Rare cases of autosomal dominant familial forms of PD (the Contursi, German, and Iowa kindreds) have been linked to A30P and A53T substitution mutations in the gene encoding alpha-synuclein or triplicate of the gene (141-143). The normal function of alpha-synuclein is unknown, but its localization and developmental expression suggests a role in neuroplasticity, neurotransmission, and vesicular function (144-146). The disruption of normal neuronal function may lead to the loss of synaptic maintenance and subsequent degeneration. It is interesting that mice with knockout of alpha-synuclein are viable suggesting that a "gain-in-function" phenotype or other protein-protein interactions may contribute to neurodegeneration. Although no mutant forms of alpha-synuclein have been identified in idiopathic PD, its localization to Lewy bodies (including PD and related disorders) has suggested a patho-physiological link between alpha-synuclein aggregation and neurodegenerative disease (147,148). An interesting caveat is that the mutant allele of alpha-synuclein in the Contursi kindred is identical to the wild-type mouse suggesting that protein expression and/or protein-protein interactions, leading to a yet unidentified gain of function may be more important than loss of function due to missense mutation. Since the identification of alpha-synuclein in familial PD, many groups have developed transgenic mouse models (149-163).
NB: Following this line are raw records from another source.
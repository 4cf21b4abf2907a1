//! Shared entity data and capability traits
//!
//! Ships, bullets and enemies all embed a [`Body`]: position, size, lifecycle
//! flags and collision tags. Pooled variants additionally implement
//! [`Poolable`] so a [`Pool`](super::pool::Pool) can spawn and recycle them.

use glam::Vec2;
use serde::{Deserialize, Serialize};

use super::rect::Rect;

/// Collision role of an entity
#[derive(Debug, Clone, Copy, PartialEq, Eq, Hash, Serialize, Deserialize)]
pub enum Tag {
    Ship,
    Bullet,
    Enemy,
    EnemyBullet,
}

impl Tag {
    /// The tag an entity with this tag reacts to
    pub fn target(self) -> Tag {
        match self {
            Tag::Ship => Tag::EnemyBullet,
            Tag::EnemyBullet => Tag::Ship,
            Tag::Bullet => Tag::Enemy,
            Tag::Enemy => Tag::Bullet,
        }
    }
}

/// Outcome of one per-frame advance step
#[derive(Debug, Clone, Copy, PartialEq, Eq)]
pub enum Step {
    /// Entity stays alive
    Keep,
    /// Entity is done and must be returned to its pool
    Expire,
}

/// Position, size and lifecycle state shared by every entity
#[derive(Debug, Clone, PartialEq)]
pub struct Body {
    pub pos: Vec2,
    /// Fixed after construction
    pub size: Vec2,
    pub alive: bool,
    pub colliding: bool,
    /// This entity's own tag
    pub tag: Tag,
    /// Tag of the entities this one reacts to
    pub collides_with: Tag,
}

impl Body {
    /// A dead body at the origin
    pub fn new(tag: Tag, size: Vec2) -> Self {
        Self {
            pos: Vec2::ZERO,
            size,
            alive: false,
            colliding: false,
            tag,
            collides_with: tag.target(),
        }
    }

    pub fn rect(&self) -> Rect {
        Rect::from_pos_size(self.pos, self.size)
    }

    /// Bring the body to life at `pos`
    pub fn revive(&mut self, pos: Vec2) {
        self.pos = pos;
        self.alive = true;
        self.colliding = false;
    }

    /// Zero the position and drop every lifecycle flag
    pub fn clear(&mut self) {
        self.pos = Vec2::ZERO;
        self.alive = false;
        self.colliding = false;
    }
}

/// Anything with a [`Body`]
pub trait Entity {
    fn body(&self) -> &Body;
    fn body_mut(&mut self) -> &mut Body;

    #[inline]
    fn is_alive(&self) -> bool {
        self.body().alive
    }

    #[inline]
    fn is_colliding(&self) -> bool {
        self.body().colliding
    }

    fn rect(&self) -> Rect {
        self.body().rect()
    }
}

/// An entity that lives in a fixed-capacity pool
pub trait Poolable: Entity {
    /// Set live values and mark alive
    fn spawn(&mut self, pos: Vec2, speed: f32);
    /// Zero every field and mark dead
    fn clear(&mut self);
}

#[cfg(test)]
mod tests {
    use super::*;

    #[test]
    fn test_tag_targets_are_mutual() {
        for tag in [Tag::Ship, Tag::Bullet, Tag::Enemy, Tag::EnemyBullet] {
            assert_ne!(tag.target(), tag);
            assert_eq!(tag.target().target(), tag);
        }
    }

    #[test]
    fn test_body_lifecycle() {
        let mut body = Body::new(Tag::Enemy, Vec2::new(30.0, 20.0));
        assert!(!body.alive);
        assert_eq!(body.collides_with, Tag::Bullet);

        body.revive(Vec2::new(5.0, 6.0));
        assert!(body.alive);
        assert_eq!(body.rect(), Rect::new(5.0, 6.0, 30.0, 20.0));

        body.colliding = true;
        body.clear();
        assert!(!body.alive);
        assert!(!body.colliding);
        assert_eq!(body.pos, Vec2::ZERO);
        // Size survives recycling
        assert_eq!(body.size, Vec2::new(30.0, 20.0));
    }
}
A review of the transgene construction parameters (species and/or mutant forms), promoter selection (neuron or glia specific), and gene and protein expression patterns or levels demonstrates a high degree of variability in the resulting trans-genic strains. Some transgenic mouse lines show neurochemical or pathological changes in dopaminergic neurons (including inclusions, decreased striatal dopamine, and loss of striatal tyrosine hydroxylase immunoreactivity) and behavioral deficits (rotarod and attenuation of dopamine-dependent locomotor response to amphetamine), whereas other lines show no deficits. No group has reported the specific loss of substantia nigra dopaminergic neurons despite inclusion pathology or cell death in other areas of the brain. This range of results with different alpha-synuclein constructs from different laboratories underscores the important link between protein expression (mutant vs. wild-type alleles) and pathological and behavioral outcome. Important applications of alpha-synuclein transgenic mice are occurring at the level of understanding the role of this protein in basal ganglia function. For example, the response of alpha-synuclein expression to neurotoxic injury as well as interactions with other proteins, including parkin, will provide valuable insights into mechanisms important to neurodegeneration (164). Some groups report evidence of neuronal dysfunction (either physiological or motor behavioral changes) without cell death. This suggests that cell death may in fact be a component of the late phase in the progression of basal ganglia degeneration while neuronal dysfunction may occur at the level of the synapse and connectivity.
An autosomal recessive form of juvenile parkinsonism (AR-JP) led to the identification of a gene on chromosome 6q27 called parkin (165,166). Mutations in parkin may account for the majority of autosomal recessive familial cases of PD. Parkin protein has a large N-terminal ubiquitin-like domain and C-terminal cysteine ring structure and is expressed in the brain (167-169). Recent biochemical studies indicate that parkin protein may play a critical role in mediating interactions with a number of different proteins involved in the proteasome-mediated degradation pathway, including alpha-synuclein (164,170). Null mutations in mice appear normal with respect to motor behavior with no evidence of cell loss; however, striatal dopamine levels are elevated with enhanced synaptic excitability in striatal neurons (171). Mutations of the parkin gene have been introduced into transgenic mice. At present, there is very little known about pathological or behavioral alterations due to mutations in parkin protein. However, parkin transgenic models enable investigation of the ubiquitin-mediated protein degradation pathways and its relationship to neurodegenerative disease.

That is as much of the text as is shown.